Pour un peu, on aurait presque du mal à faire le lien avec l’héroïne de son dernier album. Car La Fille de l’après-midi, s’il réserve des instants de douceur indéniables, n’est pas spécialement l’album le plus gentil et joyeux de l’année. On le sent même parcouru par une forme d’angoisse indicible, de tension, de fêlure. La Faille de l’après-midi, ça sonnait pas mal non plus, pour un disque dont le premier morceau - Depuis toi – vous retourne l’estomac en moins de temps qu’il n’en faut pour dire dis donc Élodie, tu nous as fait un concept album sur le bovarysme ou quoi ? « J’ai envie de voir cette fille comme l’héroïne d’un film, d’où l’esthétique très Belle de jour – un de mes films préférés »3. On lui fait remarquer qu’en effet, sur la superbe pochette de l’album, on jurerait Deneuve jeune 4. Petit rire mi-touché mi-ravi. « Après je n’ai pas forcément cherché à écrire une vraie histoire, mais tu peux en effet suivre cette fille du début à la fin. Par exemple dans la première chanson elle parle à son mari… j’ai voulu ça ainsi parce que je pense que c’est plus simple pour les gens de penser qu’elle a un mari, qui la fait chier, qui n’a pas toutes les attentions dont elle rêve. » Rictus de l’interviewer-discuteur : comme tous les maris, quoi, de Charles Bovary à mon voisin Jean-Pierre « Voilà, c’est LE fameux mari, celui dont on ne parle quasiment jamais dans le disque. En fait c’est effectivement un peu comme Madame Bovary, sauf qu’elle elle est folle de son homme, au point d’avoir perdu tout sens de l’estime de soi… elle le voit comme une sorte d’idole, a l’impression que sans lui elle est une moins que rien incapable de faire quoique ce soit toute seule… jusqu’au jour où elle rencontre cet autre homme, et elle est tellement dingue de son mari qu’elle dit à son amant : Ecoute, toi tu seras un inédit, parce que sinon je ne peux pas, je ne veux pas… si tu veux je suis à toi, si tu veux je suis ta femme… pour une nuit. » Ce qui aboutit, mis en musique, à L’Inédit, probablement la chanson la plus forte de tout l’album, titre jazzy et hoquetant à la Elysian Fields. Beau, sexy et désolé comme un instant d’égarement.

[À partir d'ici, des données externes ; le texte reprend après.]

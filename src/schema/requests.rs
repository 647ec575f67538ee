use rust_decimal::Decimal;
use serde::{Deserialize, Serialize};
use serde_json::Value;
use uuid::Uuid;

use crate::models::{Slate, SlatePosition};

use super::error::ValidationError;
use super::fields::Fields;
use super::slate::positions_field;

// ---------------------------------------------------------------------------
// Request types
// ---------------------------------------------------------------------------

/// Body of `POST /api/slates`. The server assigns the id and timestamps;
/// `totalValue` starts at zero until the first valuation.
#[derive(Debug, Clone, PartialEq, Serialize, Deserialize)]
#[serde(rename_all = "camelCase")]
pub struct CreateSlateRequest {
    pub name: String,
    pub user_id: Uuid,
    pub positions: Vec<SlatePosition>,
}

/// Body of `POST /api/pilots/follow`.
#[derive(Debug, Clone, Copy, PartialEq, Serialize, Deserialize)]
#[serde(rename_all = "camelCase")]
pub struct FollowPilotRequest {
    pub pilot_id: Uuid,
}

/// Body of `POST /api/risk/estimate`. `time_horizon` is in days.
#[derive(Debug, Clone, PartialEq, Serialize, Deserialize)]
#[serde(rename_all = "camelCase")]
pub struct RiskEstimateRequest {
    pub positions: Vec<SlatePosition>,
    pub time_horizon: i32,
}

/// Partial-field merge for `PATCH /api/slates/{id}`. Absent fields keep
/// their current values; present fields are validated as strictly as on
/// create. An empty patch is a valid no-op.
#[derive(Debug, Clone, Default, PartialEq, Serialize, Deserialize)]
#[serde(rename_all = "camelCase")]
pub struct UpdateSlateRequest {
    pub name: Option<String>,
    pub positions: Option<Vec<SlatePosition>>,
    pub total_value: Option<Decimal>,
}

impl UpdateSlateRequest {
    /// Merge this patch into an existing slate, returning the new state.
    /// The input slate is consumed, never mutated in place; `updated_at`
    /// is stamped by the store on write.
    pub fn apply(self, slate: Slate) -> Slate {
        Slate {
            id: slate.id,
            user_id: slate.user_id,
            name: self.name.unwrap_or(slate.name),
            positions: self.positions.unwrap_or(slate.positions),
            total_value: self.total_value.unwrap_or(slate.total_value),
            created_at: slate.created_at,
            updated_at: slate.updated_at,
        }
    }
}

// ---------------------------------------------------------------------------
// Validators
// ---------------------------------------------------------------------------

/// Validate a slate-creation request. Weights are range-checked per
/// position but are *not* required to sum to 100.
pub fn validate_create_slate_request(input: &Value) -> Result<CreateSlateRequest, ValidationError> {
    let mut f = Fields::new(input)?;
    let name = f.bounded_string("name", 100);
    let user_id = f.uuid("userId");
    let positions = positions_field(&mut f, "positions", false);

    match (name, user_id, positions) {
        (Some(name), Some(user_id), Some(positions)) if !f.has_errors() => {
            Ok(CreateSlateRequest {
                name,
                user_id,
                positions,
            })
        }
        _ => Err(f.into_error()),
    }
}

pub fn validate_follow_pilot_request(input: &Value) -> Result<FollowPilotRequest, ValidationError> {
    let mut f = Fields::new(input)?;
    let pilot_id = f.uuid("pilotId");

    match pilot_id {
        Some(pilot_id) if !f.has_errors() => Ok(FollowPilotRequest { pilot_id }),
        _ => Err(f.into_error()),
    }
}

/// Validate a risk-estimation request. An empty portfolio is allowed (its
/// estimate is simply zero); the horizon is clamped to 1–30 days by
/// rejection, not by saturation.
pub fn validate_risk_estimate_request(
    input: &Value,
) -> Result<RiskEstimateRequest, ValidationError> {
    let mut f = Fields::new(input)?;
    let positions = positions_field(&mut f, "positions", true);
    let time_horizon = f.int_in("timeHorizon", 1, 30);

    match (positions, time_horizon) {
        (Some(positions), Some(time_horizon)) if !f.has_errors() => Ok(RiskEstimateRequest {
            positions,
            time_horizon,
        }),
        _ => Err(f.into_error()),
    }
}

/// Validate a slate patch. Only present fields are checked; none are
/// required.
pub fn validate_update_slate_request(input: &Value) -> Result<UpdateSlateRequest, ValidationError> {
    let mut f = Fields::new(input)?;
    let name = if f.has("name") {
        f.bounded_string("name", 100)
    } else {
        None
    };
    let positions = if f.has("positions") {
        positions_field(&mut f, "positions", false)
    } else {
        None
    };
    let total_value = if f.has("totalValue") {
        f.positive_decimal("totalValue")
    } else {
        None
    };

    if f.has_errors() {
        return Err(f.into_error());
    }
    Ok(UpdateSlateRequest {
        name,
        positions,
        total_value,
    })
}

// ---------------------------------------------------------------------------
// Tests
// ---------------------------------------------------------------------------

#[cfg(test)]
mod tests {
    use super::*;
    use crate::schema::error::ErrorKind;
    use chrono::{TimeZone, Utc};
    use serde_json::json;

    #[test]
    fn empty_name_and_empty_positions_are_both_reported() {
        let payload = json!({
            "name": "",
            "userId": "7f8a6f2e-52f0-4b1c-9d51-1f0c8a2e4b01",
            "positions": [],
        });
        let err = validate_create_slate_request(&payload).unwrap_err();
        let fields: Vec<&str> = err.errors.iter().map(|e| e.field.as_str()).collect();
        assert_eq!(fields, vec!["name", "positions"]);
    }

    #[test]
    fn weights_need_not_sum_to_100() {
        // Known gap kept on purpose: per-position range checks only, no
        // whole-portfolio rule. Changing this is a product decision.
        let payload = json!({
            "name": "Half Board",
            "userId": "7f8a6f2e-52f0-4b1c-9d51-1f0c8a2e4b01",
            "positions": [
                {"symbol": "AAPL", "weight": 30},
                {"symbol": "TSLA", "weight": 20},
            ],
        });
        assert!(validate_create_slate_request(&payload).is_ok());
    }

    #[test]
    fn follow_request_requires_a_uuid() {
        let err = validate_follow_pilot_request(&json!({"pilotId": "abc"})).unwrap_err();
        assert_eq!(err.errors[0].field, "pilotId");
        assert_eq!(err.errors[0].kind, ErrorKind::Constraint);

        assert!(validate_follow_pilot_request(
            &json!({"pilotId": "0d5bb6a2-8c07-4a51-b54c-2d37f8e4c7a9"})
        )
        .is_ok());
    }

    #[test]
    fn risk_request_bounds_the_horizon() {
        let base = json!({
            "positions": [{"symbol": "AAPL", "weight": 50}],
            "timeHorizon": 31,
        });
        let err = validate_risk_estimate_request(&base).unwrap_err();
        assert_eq!(err.errors[0].field, "timeHorizon");

        let ok = json!({
            "positions": [],
            "timeHorizon": 1,
        });
        let req = validate_risk_estimate_request(&ok).unwrap();
        assert!(req.positions.is_empty());
    }

    #[test]
    fn empty_patch_is_a_no_op() {
        let patch = validate_update_slate_request(&json!({})).unwrap();
        assert_eq!(patch, UpdateSlateRequest::default());
    }

    #[test]
    fn patch_validates_present_fields_only() {
        let err = validate_update_slate_request(&json!({"name": ""})).unwrap_err();
        assert_eq!(err.errors.len(), 1);
        assert_eq!(err.errors[0].field, "name");

        let patch = validate_update_slate_request(&json!({
            "positions": [{"symbol": "NVDA", "weight": 100}],
        }))
        .unwrap();
        assert!(patch.name.is_none());
        assert_eq!(patch.positions.as_ref().map(Vec::len), Some(1));
    }

    #[test]
    fn apply_overwrites_present_fields_and_keeps_the_rest() {
        let now = Utc.with_ymd_and_hms(2024, 1, 1, 0, 0, 0).unwrap();
        let slate = Slate {
            id: Uuid::new_v4(),
            name: "Old".into(),
            user_id: Uuid::new_v4(),
            positions: vec![SlatePosition {
                symbol: "AAPL".into(),
                weight: Decimal::from(100),
            }],
            total_value: Decimal::from(1000),
            created_at: now,
            updated_at: now,
        };

        let patch = UpdateSlateRequest {
            name: Some("New".into()),
            positions: None,
            total_value: None,
        };

        let merged = patch.apply(slate.clone());
        assert_eq!(merged.name, "New");
        assert_eq!(merged.positions, slate.positions);
        assert_eq!(merged.total_value, slate.total_value);
        assert_eq!(merged.id, slate.id);
    }
}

Évidemment à ce stade, le syndrome de l’écrivain se devait de pointer le bout de son nez. Ceci est bien sûr une fiction, toute ressemblance avec des faits ou personnes ayant réellement existés serait purement fortuite. « Cette fille est un genre d’ersatz de moi-même mais après c’est totalement fantasmé, je n’ai pas vécu tout ce que cette histoire raconte, je ne vis pas du tout à l’époque – les années 50/60 – où je l’imagine… d’ailleurs j’ai écrit toutes les chansons dans le désordre, je ne savais pas du tout qu’il y avait une histoire dans le faisant. Je pense que c’est une manifestation de l’inconscient. Quand j’ai fini ça m’a paru évident, j’ai organisé les morceaux d’une traite. » Bien entendu, on n’insiste pas. Dans le fond, on s’en fout un peu – on n’avait d’ailleurs pas posé la question – même si on loupe sans doute un dialogue surréaliste :
– Moi tu sais, je me reconnais plutôt dans le personnage du mari, quand j’y pense.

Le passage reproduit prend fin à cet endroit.